# Destin -> Cape San Blas - 2nd week of March



## Zika (Aug 6, 2015)

Water temps might still be a little on the cool side, but activity should be picking up. Whiting and pompano in the surf, jacks and Spanish macks and ladyfish in the troughs. Pompano rockets or heavy Clousers for the first two (and maybe a red). Epoxy glass minnows, Clousers or small Deceivers for jacks and the mackerel. Look at Google for bay access around Destin, not sure but you may be able to wade the shoreline from the Destin Pass bridge west. 

For Cape San Blas, the state park is good. Lots of spots to go with trout (poppers, minnow patterns), redfish (shrimp, crab and spoon flies) and maybe some sheepshead (crustacean patterns). 

Wading boots are ideal, but tennis shoes and socks will work since mainly harder sand bottom.
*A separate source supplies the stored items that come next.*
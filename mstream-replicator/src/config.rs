use mstream_config::load_config;
use mstream_config::shared::ReplicatorConfig;

/// Loads the [`ReplicatorConfig`] and validates it.
pub fn load_replicator_config() -> anyhow::Result<ReplicatorConfig> {
    let config = load_config::<ReplicatorConfig>()?;
    config.validate()?;

    Ok(config)
}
A pair of chest waders might make it more comfortable, depending on the temps. 

Good luck and post up your results.


----------



## phlyphishy (11 mo ago)

Zika said:


> Water temps might still be a little on the cool side, but activity should be picking up. Whiting and pompano in the surf, jacks and Spanish macks and ladyfish in the troughs. Pompano rockets or heavy Clousers for the first two (and maybe a red). Epoxy glass minnows, Clousers or small Deceivers for jacks and the mackerel. Look at Google for bay access around Destin, not sure but you may be able to wade the shoreline from the Destin Pass bridge west.
> 
> For Cape San Blas, the state park is good. Lots of spots to go with trout (poppers, minnow patterns), redfish (shrimp, crab and spoon flies) and maybe some sheepshead (crustacean patterns).
> 
> ...



I appreciate it - Thanks!


----------



## OliverBrewton (Jul 8, 2021)

My favorite spot to surf fish is between gulf island national seashore but I live in Panama City and it’s good fishing anywhere along the area you described. Pompano can be caught 2 different ways in the surf sight fishing or blind casting I prefer sight. For sight you will basically walk the shore till you see movement or flash I recommend a good pair of polarized sunglasses fish will usually be fairly close to the shore only in a couple feet of water and pompano will travel in schools. Redfish can be caught the same way I also recommend going to old Florida outfitters and buying a sand foea fly pattern talk to some of the guys they’ll get you started. The fly I tie looks similar to a vlahos marbled sand flea and I know they have those in stock at old Florida outfitters. Working your way to the cape a lot of inshore reds, black drum, and trout can be caught wading along the shoreline in port saint joe. I have caught railing reds at around sunrise and sunset As well as throughout the day just getting out the truck and walking the shoreline where it looks fishy, primarily from where 98 turns to 30a then to 30e a kayak is also a great investment for st joe bay. I also recommend heading down to Indian pass just down the beach from the cape, good raw bar and a ton of huge black drum in Indian lagoon I would use a shrimp imitation or something black and purple very murky water over there. And if you have big enough conventional tackle set out the biggest rod you have at night put a butterflied mullet on it Indian pass is know for its massive sharks and in the summertime tarpon as well. Good luck!!


----------



## phlyphishy (11 mo ago)

OliverBrewton said:


> My favorite spot to surf fish is between gulf island national seashore but I live in Panama City and it’s good fishing anywhere along the area you described. Pompano can be caught 2 different ways in the surf sight fishing or blind casting I prefer sight. For sight you will basically walk the shore till you see movement or flash I recommend a good pair of polarized sunglasses fish will usually be fairly close to the shore only in a couple feet of water and pompano will travel in schools. Redfish can be caught the same way I also recommend going to old Florida outfitters and buying a sand foea fly pattern talk to some of the guys they’ll get you started. The fly I tie looks similar to a vlahos marbled sand flea and I know they have those in stock at old Florida outfitters. Working your way to the cape a lot of inshore reds, black drum, and trout can be caught wading along the shoreline in port saint joe. I have caught railing reds at around sunrise and sunset As well as throughout the day just getting out the truck and walking the shoreline where it looks fishy, primarily from where 98 turns to 30a then to 30e a kayak is also a great investment for st joe bay. I also recommend heading down to Indian pass just down the beach from the cape, good raw bar and a ton of huge black drum in Indian lagoon I would use a shrimp imitation or something black and purple very murky water over there. And if you have big enough conventional tackle set out the biggest rod you have at night put a butterflied mullet on it Indian pass is know for its massive sharks and in the summertime tarpon as well. Good luck!!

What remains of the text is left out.